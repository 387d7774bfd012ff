use serde::{Deserialize, Serialize};
use std::collections::BTreeMap;

use crate::model::{ChatMessage, ChatSummary};

/// Frames sent by browsers, `{"event": ..., "data": ...}`.
#[derive(Debug, Clone, PartialEq, Deserialize)]
#[serde(tag = "event", content = "data", rename_all = "camelCase")]
pub enum ClientEvent {
    #[serde(rename_all = "camelCase")]
    JoinUserChat {
        user_id: String,
        #[serde(default)]
        user_name: Option<String>,
    },
    JoinAdmin,
    SendUserMessage {
        text: String,
    },
    #[serde(rename_all = "camelCase")]
    SendAdminMessage { user_id: String, text: String },
    #[serde(rename_all = "camelCase")]
    MarkMessagesAsRead { user_id: String },
}

#[derive(Debug, Clone, PartialEq, Serialize)]
#[serde(tag = "event", content = "data", rename_all = "camelCase")]
pub enum ServerEvent {
    UserChatHistory {
        messages: Vec<ChatMessage>,
    },
    AllUserChats(BTreeMap<String, ChatSummary>),
    #[serde(rename_all = "camelCase")]
    ReceiveUserMessage {
        user_id: String,
        message: ChatMessage,
    },
    #[serde(rename_all = "camelCase")]
    NewUserMessage {
        user_id: String,
        user_name: String,
        message: ChatMessage,
    },
    #[serde(rename_all = "camelCase")]
    MessagesMarkedRead { user_id: String, updated: bool },
}
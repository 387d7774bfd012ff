use axum::{extract::multipart::MultipartError, http::StatusCode};
use std::path::{Path, PathBuf};

use crate::config::UploadConfig;
use crate::error::{ApiError, ApiResult};

/// URL prefix under which the upload directory is served.
pub const UPLOADS_URL: &str = "/uploads";

pub fn upload_dir(config: &UploadConfig, sub: &str) -> PathBuf {
    Path::new(&config.dir).join(sub)
}

/// Request body cap for upload routes: the file plus room for multipart framing.
pub fn body_limit(config: &UploadConfig) -> usize {
    config.max_file_size + 64 * 1024
}

pub fn public_url(sub: &str, filename: &str) -> String {
    format!("{}/{}/{}", UPLOADS_URL, sub, filename)
}

/// `<prefix>-<millis>-<random><.ext>`, keeping only a plain alphanumeric extension.
pub fn stored_filename(prefix: &str, original_name: &str) -> String {
    let extension = file_extension(original_name)
        .map(|ext| format!(".{}", ext))
        .unwrap_or_default();
    let suffix = uuid::Uuid::new_v4().simple().to_string();
    format!(
        "{}-{}-{}{}",
        prefix,
        chrono::Utc::now().timestamp_millis(),
        &suffix[..9],
        extension
    )
}

/// Lowercased extension, if it is non-empty and alphanumeric.
pub fn file_extension(name: &str) -> Option<String> {
    Path::new(name)
        .extension()
        .and_then(|ext| ext.to_str())
        .filter(|ext| !ext.is_empty() && ext.chars().all(|c| c.is_ascii_alphanumeric()))
        .map(|ext| ext.to_ascii_lowercase())
}

pub fn upload_error(error: MultipartError) -> ApiError {
    if error.status() == StatusCode::PAYLOAD_TOO_LARGE {
        ApiError::bad_request("File too large")
    } else {
        ApiError::bad_request(error.body_text())
    }
}

pub async fn save_upload(dir: &Path, filename: &str, bytes: &[u8]) -> ApiResult<PathBuf> {
    tokio::fs::create_dir_all(dir)
        .await
        .map_err(|e| anyhow::anyhow!("Failed to create {}: {}", dir.display(), e))?;
    let path = dir.join(filename);
    tokio::fs::write(&path, bytes)
        .await
        .map_err(|e| anyhow::anyhow!("Failed to write {}: {}", path.display(), e))?;
    Ok(path)
}

/// A file already gone is not an error.
pub async fn remove_upload(path: &Path) {
    if let Err(e) = tokio::fs::remove_file(path).await {
        if e.kind() != std::io::ErrorKind::NotFound {
            log::warn!("Failed to remove {}: {}", path.display(), e);
        }
    }
}

/// Maps `/uploads/<sub>/<file>` back onto the upload directory.
/// Anything else, including segments that could climb out, is `None`.
pub fn resolve_upload_url(config: &UploadConfig, url: &str) -> Option<PathBuf> {
    let relative = url.strip_prefix(UPLOADS_URL)?.strip_prefix('/')?;
    let safe = relative
        .split('/')
        .all(|segment| !segment.is_empty() && !segment.starts_with('.') && !segment.contains('\\'));
    safe.then(|| Path::new(&config.dir).join(relative))
}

....................

Lines above with the string "derive" need to be found and copied.

#[derive(Debug, Clone, PartialEq, Deserialize)]
#[derive(Debug, Clone, PartialEq, Serialize)]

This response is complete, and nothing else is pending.